Забытые архетипы Руси

---

I. МАТЬ

Я помню тех, кто приходил ко мне без имени:
горсть зерна в ладони, обледеневший ветер в косах,
молоко в кувшине, тишина до первого крика.
Я принимала всех — жара степей и гул сосновых бортей,
солёный пот жатвы, горечь полынной ночи,
шёпот снегов, отрезающих дороги к войнам.

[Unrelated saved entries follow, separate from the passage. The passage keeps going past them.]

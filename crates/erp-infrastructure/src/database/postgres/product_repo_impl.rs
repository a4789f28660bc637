// ============================================================================
// ERP Infrastructure - PostgreSQL Product Repository
// File: crates/erp-infrastructure/src/database/postgres/product_repo_impl.rs
// ============================================================================

use async_trait::async_trait;
use chrono::{DateTime, Utc};
use sqlx::{FromRow, PgPool};
use uuid::Uuid;

use erp_core::domain::{Product, ProductUpdate};
use erp_core::error::DomainError;
use erp_core::repositories::ProductRepository;

use crate::database::db_error;

pub struct PgProductRepository {
    pool: PgPool,
}

impl PgProductRepository {
    pub fn new(pool: PgPool) -> Self {
        Self { pool }
    }
}

// Internal row type for SQLx mapping
#[derive(Debug, FromRow)]
struct ProductRow {
    pub id: Uuid,
    pub tenant_id: Uuid,
    pub name: String,
    pub description: Option<String>,
    pub price: f64,
    pub stock: i32,
    pub created_at: DateTime<Utc>,
}

impl From<ProductRow> for Product {
    fn from(row: ProductRow) -> Self {
        Product {
            id: row.id,
            tenant_id: row.tenant_id,
            name: row.name,
            description: row.description,
            price: row.price,
            stock: row.stock,
            created_at: row.created_at,
        }
    }
}

#[async_trait]
impl ProductRepository for PgProductRepository {
    async fn list_by_tenant(&self, tenant_id: &Uuid) -> Result<Vec<Product>, DomainError> {
        let rows: Vec<ProductRow> = sqlx::query_as(
            r#"
            SELECT id, tenant_id, name, description, price, stock, created_at
            FROM products
            WHERE tenant_id = $1
            ORDER BY created_at DESC
            "#,
        )
        .bind(tenant_id)
        .fetch_all(&self.pool)
        .await
        .map_err(|e| db_error("listing products", e))?;

        Ok(rows.into_iter().map(|r| r.into()).collect())
    }

    async fn create(&self, product: &Product) -> Result<Product, DomainError> {
        let row: ProductRow = sqlx::query_as(
            r#"
            INSERT INTO products (id, tenant_id, name, description, price, stock, created_at)
            VALUES ($1, $2, $3, $4, $5, $6, $7)
            RETURNING id, tenant_id, name, description, price, stock, created_at
            "#,
        )
        .bind(product.id)
        .bind(product.tenant_id)
        .bind(&product.name)
        .bind(&product.description)
        .bind(product.price)
        .bind(product.stock)
        .bind(product.created_at)
        .fetch_one(&self.pool)
        .await
        .map_err(|e| db_error("creating product", e))?;

        Ok(row.into())
    }

    async fn update(
        &self,
        tenant_id: &Uuid,
        id: &Uuid,
        changes: &ProductUpdate,
    ) -> Result<Product, DomainError> {
        let row: Option<ProductRow> = sqlx::query_as(
            r#"
            UPDATE products
            SET name = $3, description = $4, price = $5, stock = $6
            WHERE id = $1 AND tenant_id = $2
            RETURNING id, tenant_id, name, description, price, stock, created_at
            "#,
        )
        .bind(id)
        .bind(tenant_id)
        .bind(&changes.name)
        .bind(&changes.description)
        .bind(changes.price)
        .bind(changes.stock)
        .fetch_optional(&self.pool)
        .await
        .map_err(|e| db_error("updating product", e))?;

        row.map(|r| r.into()).ok_or(DomainError::ProductNotFound)
    }

    async fn delete(&self, tenant_id: &Uuid, id: &Uuid) -> Result<(), DomainError> {
        let result = sqlx::query(
            r#"
            DELETE FROM products
            WHERE id = $1 AND tenant_id = $2
            "#,
        )
        .bind(id)
        .bind(tenant_id)
        .execute(&self.pool)
        .await
        .map_err(|e| db_error("deleting product", e))?;

        if result.rows_affected() == 0 {
            return Err(DomainError::ProductNotFound);
        }

        Ok(())
    }
}
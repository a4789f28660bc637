//! HTTP handlers

pub mod auth;
pub mod customers;
pub mod health;
pub mod ledger_entries;
pub mod products;
pub mod sales_orders;
pub mod tenants;
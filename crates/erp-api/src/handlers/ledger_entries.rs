// ============================================================================
// ERP API - Ledger Entry Handlers
// File: crates/erp-api/src/handlers/ledger_entries.rs
// ============================================================================

use axum::extract::{Path, State};
use axum::http::StatusCode;
use axum::{Extension, Json};
use serde::Deserialize;
use uuid::Uuid;
use validator::Validate;

use erp_core::authorization::{authorize, Session};
use erp_core::domain::{EntryType, LedgerEntry, LedgerEntryUpdate};
use erp_core::error::DomainError;
use erp_shared::types::{Action, Resource};

use crate::error::{domain_error, validation_error, ApiFailure};
use crate::response::ApiResponse;
use crate::state::AppState;

#[derive(Debug, Deserialize)]
pub struct CreateLedgerEntryRequest {
    pub description: String,
    #[serde(rename = "type")]
    pub entry_type: String,
    pub amount: f64,
}

#[derive(Debug, Deserialize)]
pub struct UpdateLedgerEntryRequest {
    pub description: String,
    #[serde(rename = "type")]
    pub entry_type: String,
    pub amount: f64,
}

/// List ledger entries - GET /api/ledger-entries
pub async fn list_ledger_entries(
    State(state): State<AppState>,
    Extension(session): Extension<Session>,
) -> Result<Json<ApiResponse<Vec<LedgerEntry>>>, ApiFailure> {
    authorize(&session, Resource::LedgerEntry, Action::List).map_err(domain_error)?;
    let tenant_id = session.require_tenant().map_err(domain_error)?;

    let entries = state
        .ledger_entries
        .list_by_tenant(&tenant_id)
        .await
        .map_err(domain_error)?;

    Ok(Json(ApiResponse::success(entries)))
}

/// Create ledger entry - POST /api/ledger-entries
pub async fn create_ledger_entry(
    State(state): State<AppState>,
    Extension(session): Extension<Session>,
    Json(payload): Json<CreateLedgerEntryRequest>,
) -> Result<(StatusCode, Json<ApiResponse<LedgerEntry>>), ApiFailure> {
    authorize(&session, Resource::LedgerEntry, Action::Create).map_err(domain_error)?;
    let tenant_id = session.require_tenant().map_err(domain_error)?;

    let entry_type = EntryType::from_str(&payload.entry_type)
        .ok_or_else(|| validation_error("Type must be either debit or credit"))?;

    let entry = LedgerEntry::new(tenant_id, payload.description, entry_type, payload.amount)
        .map_err(|e| domain_error(DomainError::from(e)))?;

    let created = state
        .ledger_entries
        .create(&entry)
        .await
        .map_err(domain_error)?;

    Ok((StatusCode::CREATED, Json(ApiResponse::success(created))))
}

/// Update ledger entry - PUT /api/ledger-entries/{id}
pub async fn update_ledger_entry(
    State(state): State<AppState>,
    Extension(session): Extension<Session>,
    Path(id): Path<Uuid>,
    Json(payload): Json<UpdateLedgerEntryRequest>,
) -> Result<Json<ApiResponse<LedgerEntry>>, ApiFailure> {
    authorize(&session, Resource::LedgerEntry, Action::Update).map_err(domain_error)?;
    let tenant_id = session.require_tenant().map_err(domain_error)?;

    let entry_type = EntryType::from_str(&payload.entry_type)
        .ok_or_else(|| validation_error("Type must be either debit or credit"))?;

    let changes = LedgerEntryUpdate {
        description: payload.description.trim().to_string(),
        entry_type,
        amount: payload.amount,
    };
    changes
        .validate()
        .map_err(|e| domain_error(DomainError::from(e)))?;

    let updated = state
        .ledger_entries
        .update(&tenant_id, &id, &changes)
        .await
        .map_err(domain_error)?;

    Ok(Json(ApiResponse::success(updated)))
}

/// Delete ledger entry - DELETE /api/ledger-entries/{id}
pub async fn delete_ledger_entry(
    State(state): State<AppState>,
    Extension(session): Extension<Session>,
    Path(id): Path<Uuid>,
) -> Result<Json<ApiResponse<()>>, ApiFailure> {
    authorize(&session, Resource::LedgerEntry, Action::Delete).map_err(domain_error)?;
    let tenant_id = session.require_tenant().map_err(domain_error)?;

    state
        .ledger_entries
        .delete(&tenant_id, &id)
        .await
        .map_err(domain_error)?;

    Ok(Json(ApiResponse::success(())))
}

Мне не дано быть княгиней:
я — печь и хлеб, и нитка, что штопает небо,
когда дождь рвёт его на клочья.
Моя власть — варить молча, смотреть прямо,
не плакать, когда уходят,
и не спрашивать, когда возвращаются другими.

Я знаю, как держится мир:
на тёплой ладони, где спит ребёнок,
на спине, несущей воду сквозь метель,
на слове «надо», сказанном так, что больше нечего добавить.
В моих колыбельных — карта рек и тропа журавлей,
в моих запретах — не страх, а память о цене ошибок.

Я учила их различать хлеб и славу:
хлеб — то, что делится;
слава — то, что забирает.
Когда им казалось: «мы — край вселенной»,
я показывала окно, где утром леденеет узор,
и говорила: «видишь? мир начинается здесь».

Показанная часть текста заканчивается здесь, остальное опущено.